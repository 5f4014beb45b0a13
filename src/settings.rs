use std::path::{Path, PathBuf};

use serde::{Deserialize, Serialize};

use crate::error::{Result, TallyError};
use crate::reconciler::{MAX_TRANSFER_WINDOW_DAYS, TRANSFER_WINDOW_DAYS};
use crate::reports::DEFAULT_TOP_N;

#[derive(Debug, Clone, PartialEq, Serialize, Deserialize)]
pub struct Settings {
    #[serde(default = "default_top_n")]
    pub top_n: usize,
    #[serde(default = "default_transfer_window_days")]
    pub transfer_window_days: i64,
    #[serde(default = "default_export_dir")]
    pub export_dir: String,
    #[serde(default = "default_log_level")]
    pub log_level: String,
}

fn default_top_n() -> usize {
    DEFAULT_TOP_N
}

fn default_transfer_window_days() -> i64 {
    TRANSFER_WINDOW_DAYS
}

fn default_export_dir() -> String {
    dirs::home_dir()
        .unwrap_or_else(|| PathBuf::from("."))
        .join("Documents")
        .join("tally")
        .join("exports")
        .to_string_lossy()
        .to_string()
}

fn default_log_level() -> String {
    "warn".to_string()
}

impl Default for Settings {
    fn default() -> Self {
        Self {
            top_n: default_top_n(),
            transfer_window_days: default_transfer_window_days(),
            export_dir: default_export_dir(),
            log_level: default_log_level(),
        }
    }
}

impl Settings {
    fn problem(&self) -> Option<String> {
        if self.top_n == 0 {
            return Some("top_n must be at least 1".to_string());
        }
        if !(0..=MAX_TRANSFER_WINDOW_DAYS).contains(&self.transfer_window_days) {
            return Some(format!(
                "transfer_window_days must be between 0 and {MAX_TRANSFER_WINDOW_DAYS}, got {}",
                self.transfer_window_days
            ));
        }
        None
    }

    /// Reject values the reports cannot run with.
    pub fn validate(&self) -> Result<()> {
        match self.problem() {
            Some(msg) => Err(TallyError::Settings(msg)),
            None => Ok(()),
        }
    }
}

fn config_dir() -> PathBuf {
    dirs::home_dir()
        .unwrap_or_else(|| PathBuf::from("."))
        .join(".config")
        .join("tally")
}

pub fn settings_path() -> PathBuf {
    config_dir().join("settings.json")
}

/// Read settings from `path`. A missing file yields defaults; a corrupt or out-of-range one is an error.
pub fn read_settings_from(path: &Path) -> Result<Settings> {
    let settings: Settings = match std::fs::read_to_string(path) {
        Ok(content) => serde_json::from_str(&content)
            .map_err(|e| TallyError::Settings(format!("{}: {e}", path.display())))?,
        Err(e) if e.kind() == std::io::ErrorKind::NotFound => return Ok(Settings::default()),
        Err(e) => return Err(e.into()),
    };
    match settings.problem() {
        Some(msg) => Err(TallyError::Settings(format!("{}: {msg}", path.display()))),
        None => Ok(settings),
    }
}

/// Settings to run with, plus the problem that forced a fallback to defaults, if any.
///
/// The problem is returned rather than logged so the caller can report it once logging is up.
pub fn load_settings_from(path: &Path) -> (Settings, Option<TallyError>) {
    match read_settings_from(path) {
        Ok(settings) => (settings, None),
        Err(e) => (Settings::default(), Some(e)),
    }
}

pub fn load_settings() -> (Settings, Option<TallyError>) {
    load_settings_from(&settings_path())
}

pub fn save_settings_to(path: &Path, settings: &Settings) -> Result<()> {
    if let Some(dir) = path.parent() {
        std::fs::create_dir_all(dir)?;
    }
    let json = serde_json::to_string_pretty(settings)
        .map_err(|e| TallyError::Settings(e.to_string()))?;
    std::fs::write(path, format!("{json}\n"))?;
    Ok(())
}

pub fn save_settings(settings: &Settings) -> Result<()> {
    save_settings_to(&settings_path(), settings)
}

pub fn shellexpand_path(path: &str) -> String {
    if let Some(rest) = path.strip_prefix('~') {
        if let Some(home) = dirs::home_dir() {
            return format!("{}{rest}", home.to_string_lossy());
        }
    }
    path.to_string()
}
────────────────
Task objective :: Write out each line of the data that holds the string "usize".

Your solution ::
    pub top_n: usize,
fn default_top_n() -> usize {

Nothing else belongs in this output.